Abstract In a standard quantum field theory the norm ⟨ Ω | Ω ⟩ of the vacuum state is taken to be finite. In this paper we provide a procedure, based on constructing an equivalent wave mechanics, for determining whether or not ⟨ Ω | Ω ⟩ actually is finite. We provide an example based on a second-order plus fourth-order scalar field theory, a prototype for quantum gravity, in which it is not. In this example the Lorentzian path integral with a real measure diverges though the Euclidean path integral does not. Thus in this example contributions from the Wick rotation contour cannot be ignored. Since ⟨ Ω | Ω ⟩ is not finite, use of the standard Feynman rules is not valid. And while these rules not only lead to states with negative norm, they in fact lead to states with infinite negative norm. However, if the fields in that theory are continued into the complex plane, we show that then there is a domain in the complex plane known as a Stokes wedge in which one can define an appropriate time-independent, positive and finite inner product, viz. the ⟨ L | R ⟩ overlap of left-eigenstates and right-eigenstates of the Hamiltonian; with the vacuum state then being normalizable, and with there being no states with negative or infinite ⟨ L | R ⟩ norm.
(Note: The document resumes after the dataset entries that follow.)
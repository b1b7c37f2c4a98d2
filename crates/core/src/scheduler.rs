use chrono::{DateTime, Duration, Utc};
use thiserror::Error;

use crate::model::MasteryRecord;

//
// ─── ERRORS ────────────────────────────────────────────────────────────────────
//

#[derive(Debug, Error, Clone, PartialEq, Eq)]
pub enum SchedulerError {
    #[error("base review interval must be positive")]
    InvalidBaseInterval,
    #[error("maximum review interval must be >= base interval")]
    InvalidIntervalBounds,
}

//
// ─── REVIEW POLICY ─────────────────────────────────────────────────────────────
//

/// Spaced-review policy with geometrically growing intervals.
///
/// After `n` consecutive correct answers a concept is next due once
/// `base_interval × 2^n` has elapsed since it was last seen, capped at
/// `max_interval`. A wrong answer resets `n` and therefore the interval.
///
/// # Examples
///
/// ```
/// # use study_core::scheduler::ReviewPolicy;
/// let policy = ReviewPolicy::default();
/// assert_eq!(policy.interval_for(0), chrono::Duration::days(1));
/// assert_eq!(policy.interval_for(3), chrono::Duration::days(8));
/// ```
#[derive(Debug, Clone, Copy, PartialEq, Eq)]
pub struct ReviewPolicy {
    base_interval: Duration,
    max_interval: Duration,
}

/// Due-ness of a concept at a given moment.
#[derive(Debug, Clone, Copy, PartialEq, Eq)]
pub enum ReviewStatus {
    /// Never attempted.
    New,
    /// Interval elapsed; `overdue` is the time past the due moment.
    Due { overdue: Duration },
    /// Seen recently; due at `due_at`.
    Scheduled { due_at: DateTime<Utc> },
}

impl ReviewStatus {
    #[must_use]
    pub fn is_due(&self) -> bool {
        matches!(self, ReviewStatus::Due { .. })
    }
}

impl ReviewPolicy {
    /// Doubling exponent beyond which the interval is always capped.
    const MAX_DOUBLINGS: u32 = 20;

    /// Create a policy with custom bounds.
    ///
    /// # Errors
    ///
    /// - `InvalidBaseInterval` if `base_interval` is zero or negative
    /// - `InvalidIntervalBounds` if `max_interval < base_interval`
    pub fn new(base_interval: Duration, max_interval: Duration) -> Result<Self, SchedulerError> {
        if base_interval <= Duration::zero() {
            return Err(SchedulerError::InvalidBaseInterval);
        }
        if max_interval < base_interval {
            return Err(SchedulerError::InvalidIntervalBounds);
        }
        Ok(Self {
            base_interval,
            max_interval,
        })
    }

    #[must_use]
    pub fn base_interval(&self) -> Duration {
        self.base_interval
    }

    #[must_use]
    pub fn max_interval(&self) -> Duration {
        self.max_interval
    }

    /// Review interval after `consecutive_correct` correct answers in a row.
    #[must_use]
    pub fn interval_for(&self, consecutive_correct: u32) -> Duration {
        let exponent = consecutive_correct.min(Self::MAX_DOUBLINGS);
        let factor = 1_i32 << exponent;
        self.base_interval
            .checked_mul(factor)
            .map_or(self.max_interval, |interval| interval.min(self.max_interval))
    }

    /// When the record next becomes due, `None` for a never-attempted concept.
    #[must_use]
    pub fn due_at(&self, record: &MasteryRecord) -> Option<DateTime<Utc>> {
        if !record.is_attempted() {
            return None;
        }
        record
            .last_seen()
            .map(|seen| seen + self.interval_for(record.consecutive_correct()))
    }

    /// Classify a record (or its absence) at `now`.
    #[must_use]
    pub fn status(&self, record: Option<&MasteryRecord>, now: DateTime<Utc>) -> ReviewStatus {
        let Some(record) = record.filter(|r| r.is_attempted()) else {
            return ReviewStatus::New;
        };
        match self.due_at(record) {
            // Attempted but never timestamped: treat as long overdue.
            None => ReviewStatus::Due {
                overdue: self.max_interval,
            },
            Some(due_at) if now - due_at > Duration::zero() => ReviewStatus::Due {
                overdue: now - due_at,
            },
            Some(due_at) => ReviewStatus::Scheduled { due_at },
        }
    }
}

impl Default for ReviewPolicy {
    fn default() -> Self {
        Self {
            base_interval: Duration::days(1),
            max_interval: Duration::days(60),
        }
    }
}

//
// ─── TESTS ─────────────────────────────────────────────────────────────────────
//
In this Stokes wedge it is the Euclidean path integral that diverges while the Lorentzian path integral does not. The concerns that we raise in this paper only apply to bosons since the matrices associated with their creation and annihilation operators are infinite dimensional. Since the ones associated with fermions are finite dimensional, the fermion theory vacuum is automatically normalizable. We discuss some general implications of our results for quantum gravity studies, and show that they are relevant to the construction of a consistent, unitary and renormalizable quantum theory of gravity.